▶ Work instructions
Only these lines of the data below are wanted: the one with "let r2 = radius * radius;", the one with "for y in y0..=y1", and any lines between them, each repeated exactly.

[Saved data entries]
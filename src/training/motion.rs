//! Frame differencing over the downsampled camera buffer.

/// One downsampled RGBA frame (4 bytes per pixel, row-major), as returned by
/// `CanvasRenderingContext2d::get_image_data`.
#[derive(Clone, Debug, PartialEq)]
pub struct Frame {
    pub width: u32,
    pub height: u32,
    pub rgba: Vec<u8>,
}

impl Frame {
    pub fn new(width: u32, height: u32, rgba: Vec<u8>) -> Self {
        Self { width, height, rgba }
    }

    /// Uniformly filled frame, mostly useful for synthetic input.
    pub fn filled(width: u32, height: u32, rgb: [u8; 3]) -> Self {
        let mut rgba = Vec::with_capacity(width as usize * height as usize * 4);
        for _ in 0..width * height {
            rgba.extend_from_slice(&[rgb[0], rgb[1], rgb[2], 255]);
        }
        Self { width, height, rgba }
    }

    pub fn pixel_count(&self) -> usize {
        self.width as usize * self.height as usize
    }

    pub fn set_pixel(&mut self, x: u32, y: u32, rgb: [u8; 3]) {
        let i = (y as usize * self.width as usize + x as usize) * 4;
        if i + 2 < self.rgba.len() {
            self.rgba[i..i + 3].copy_from_slice(&rgb);
        }
    }

    fn same_shape(&self, other: &Frame) -> bool {
        self.width == other.width && self.height == other.height && self.rgba.len() == other.rgba.len()
    }
}

/// Boolean motion grid, one cell per frame pixel. Lives for a single tick.
#[derive(Clone, Debug, PartialEq)]
pub struct MotionMask {
    width: u32,
    height: u32,
    cells: Vec<bool>,
}

impl MotionMask {
    /// A mask with no motion anywhere (first frame, size change).
    pub fn still(width: u32, height: u32) -> Self {
        Self {
            width,
            height,
            cells: vec![false; width as usize * height as usize],
        }
    }

    pub fn width(&self) -> u32 {
        self.width
    }

    pub fn height(&self) -> u32 {
        self.height
    }

    pub fn get(&self, x: i64, y: i64) -> bool {
        if x < 0 || y < 0 || x >= self.width as i64 || y >= self.height as i64 {
            return false;
        }
        self.cells[y as usize * self.width as usize + x as usize]
    }

    pub fn set(&mut self, x: u32, y: u32, motion: bool) {
        if x < self.width && y < self.height {
            self.cells[y as usize * self.width as usize + x as usize] = motion;
        }
    }

    pub fn motion_cells(&self) -> usize {
        self.cells.iter().filter(|c| **c).count()
    }

    /// Count motion cells within `radius` of (cx, cy), inclusive of the rim.
    pub fn count_in_circle(&self, cx: f64, cy: f64, radius: f64) -> usize {
        if radius < 0.0 {
            return 0;
        }
        let r2 = radius * radius;
        let x0 = (cx - radius).floor() as i64;
        let x1 = (cx + radius).ceil() as i64;
        let y0 = (cy - radius).floor() as i64;
        let y1 = (cy + radius).ceil() as i64;
        let mut count = 0;
        for y in y0..=y1 {
            for x in x0..=x1 {
                let dx = x as f64 - cx;
                let dy = y as f64 - cy;
                if dx * dx + dy * dy <= r2 && self.get(x, y) {
                    count += 1;
                }
            }
        }
        count
    }
}

/// Per-pixel RGB delta test. Alpha is ignored.
pub fn diff(previous: &Frame, current: &Frame, threshold: u16) -> MotionMask {
    let mut mask = MotionMask::still(current.width, current.height);
    if !previous.same_shape(current) {
        return mask;
    }
    for (i, (p, c)) in previous
        .rgba
        .chunks_exact(4)
        .zip(current.rgba.chunks_exact(4))
        .enumerate()
    {
        let delta: u16 = (0..3).map(|k| (p[k] as i16 - c[k] as i16).unsigned_abs()).sum();
        mask.cells[i] = delta > threshold;
    }
    mask
}

/// Holds the previous frame between ticks and turns each new frame into a mask.
#[derive(Debug, Default)]
pub struct FrameDiffer {
    previous: Option<Frame>,
}

impl FrameDiffer {
    pub fn new() -> Self {
        Self::default()
    }

    /// Returns `None` when there is nothing to compare against yet; the frame
    /// is kept either way. A resolution change also restarts the comparison.
    pub fn push(&mut self, frame: Frame, threshold: u16) -> Option<MotionMask> {
        let mask = match &self.previous {
            Some(prev) if prev.same_shape(&frame) => Some(diff(prev, &frame, threshold)),
            _ => None,
        };
        self.previous = Some(frame);
        mask
    }

    pub fn has_previous(&self) -> bool {
        self.previous.is_some()
    }

    pub fn reset(&mut self) {
        self.previous = None;
    }
}

#[cfg(test)]
mod tests {
    use super::*;

    #[test]
    fn identical_frames_have_no_motion() {
        let a = Frame::filled(10, 8, [40, 90, 200]);
        let mask = diff(&a, &a.clone(), 25);
        assert_eq!(mask.motion_cells(), 0);
        assert_eq!((mask.width(), mask.height()), (10, 8));
    }

    #[test]
    fn threshold_boundary_is_strict() {
        let prev = Frame::filled(3, 1, [100, 100, 100]);
        let mut cur = prev.clone();
        cur.set_pixel(0, 0, [110, 110, 105]); // 25: not motion
        cur.set_pixel(1, 0, [110, 110, 106]); // 26: motion
        cur.set_pixel(2, 0, [74, 100, 100]); // 26 via a negative delta
        let mask = diff(&prev, &cur, 25);
        assert!(!mask.get(0, 0));
        assert!(mask.get(1, 0));
        assert!(mask.get(2, 0));
    }

    #[test]
    fn alpha_changes_are_ignored() {
        let prev = Frame::filled(1, 1, [0, 0, 0]);
        let mut cur = prev.clone();
        cur.rgba[3] = 0;
        assert_eq!(diff(&prev, &cur, 25).motion_cells(), 0);
    }

    #[test]
    fn first_frame_yields_no_mask() {
        let mut differ = FrameDiffer::new();
        assert!(differ.push(Frame::filled(4, 4, [0, 0, 0]), 25).is_none());
        assert!(differ.has_previous());
        let mask = differ.push(Frame::filled(4, 4, [255, 255, 255]), 25).unwrap();
        assert_eq!(mask.motion_cells(), 16);
    }

    #[test]
    fn resolution_change_restarts_comparison() {
        let mut differ = FrameDiffer::new();
        differ.push(Frame::filled(4, 4, [0, 0, 0]), 25);
        assert!(differ.push(Frame::filled(8, 6, [255, 0, 0]), 25).is_none());
        assert!(differ.push(Frame::filled(8, 6, [255, 0, 0]), 25).is_some());
    }

    #[test]
    fn circle_count_respects_radius_and_edges() {
        let mut mask = MotionMask::still(10, 10);
        for y in 0..10 {
            for x in 0..10 {
                mask.set(x, y, true);
            }
        }
        // radius 1 around an interior cell: centre plus 4 neighbours
        assert_eq!(mask.count_in_circle(5.0, 5.0, 1.0), 5);
        // corner clips to the grid
        assert_eq!(mask.count_in_circle(0.0, 0.0, 1.0), 3);
        assert_eq!(mask.count_in_circle(5.0, 5.0, -1.0), 0);
    }
}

▶ Result of the exercise
        let r2 = radius * radius;
        let x0 = (cx - radius).floor() as i64;
        let x1 = (cx + radius).ceil() as i64;
        let y0 = (cy - radius).floor() as i64;
        let y1 = (cy + radius).ceil() as i64;
        let mut count = 0;
        for y in y0..=y1 {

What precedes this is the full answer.